§ **Problem details**
The line containing "impl Default for" marks the end; copy exactly all lines from the start of the material up to and including it.
Material to process Block Start
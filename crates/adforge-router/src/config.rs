//! Router configuration.

use std::path::PathBuf;
use std::time::Duration;

/// Router configuration.
#[derive(Debug, Clone)]
pub struct RouterConfig {
    /// Deadline for one engine attempt, polling included
    pub engine_timeout: Duration,
    /// Delay between polls of a queued engine job
    pub poll_interval: Duration,
    /// Polls before a queued job counts as failed
    pub max_polls: u32,
    /// Engine switches allowed at the switch-engine level
    pub max_engine_switches: u32,
    /// Concurrent routes in a batch
    pub batch_concurrency: usize,
    /// Where local engines write rendered files
    pub output_dir: PathBuf,
}

impl Default for RouterConfig {
    fn default() -> Self {
        Self {
            engine_timeout: Duration::from_secs(300),
            poll_interval: Duration::from_secs(2),
            max_polls: 30,
            max_engine_switches: 3,
            batch_concurrency: 4,
            output_dir: PathBuf::from("/tmp/adforge"),
        }
    }
}

impl RouterConfig {
    /// Create config from environment variables.
    pub fn from_env() -> Self {
        let defaults = Self::default();
        Self {
            engine_timeout: Duration::from_secs(
                std::env::var("ADFORGE_ENGINE_TIMEOUT_SECS")
                    .ok()
                    .and_then(|s| s.parse().ok())
                    .unwrap_or(300),
            ),
            poll_interval: Duration::from_millis(
                std::env::var("ADFORGE_POLL_INTERVAL_MS")
                    .ok()
                    .and_then(|s| s.parse().ok())
                    .unwrap_or(2_000),
            ),
            max_polls: std::env::var("ADFORGE_MAX_POLLS")
                .ok()
                .and_then(|s| s.parse().ok())
                .unwrap_or(defaults.max_polls),
            max_engine_switches: std::env::var("ADFORGE_MAX_ENGINE_SWITCHES")
                .ok()
                .and_then(|s| s.parse().ok())
                .unwrap_or(defaults.max_engine_switches),
            batch_concurrency: std::env::var("ADFORGE_BATCH_CONCURRENCY")
                .ok()
                .and_then(|s| s.parse().ok())
                .filter(|n: &usize| *n > 0)
                .unwrap_or(defaults.batch_concurrency),
            output_dir: std::env::var("ADFORGE_OUTPUT_DIR")
                .map(PathBuf::from)
                .unwrap_or(defaults.output_dir),
        }
    }
}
Material to process Block End
§ **Response to this exercise**
filename crates/adforge-router/src/config.rs
//! Router configuration.

use std::path::PathBuf;
use std::time::Duration;

/// Router configuration.
#[derive(Debug, Clone)]
pub struct RouterConfig {
    /// Deadline for one engine attempt, polling included
    pub engine_timeout: Duration,
    /// Delay between polls of a queued engine job
    pub poll_interval: Duration,
    /// Polls before a queued job counts as failed
    pub max_polls: u32,
    /// Engine switches allowed at the switch-engine level
    pub max_engine_switches: u32,
    /// Concurrent routes in a batch
    pub batch_concurrency: usize,
    /// Where local engines write rendered files
    pub output_dir: PathBuf,
}

impl Default for RouterConfig {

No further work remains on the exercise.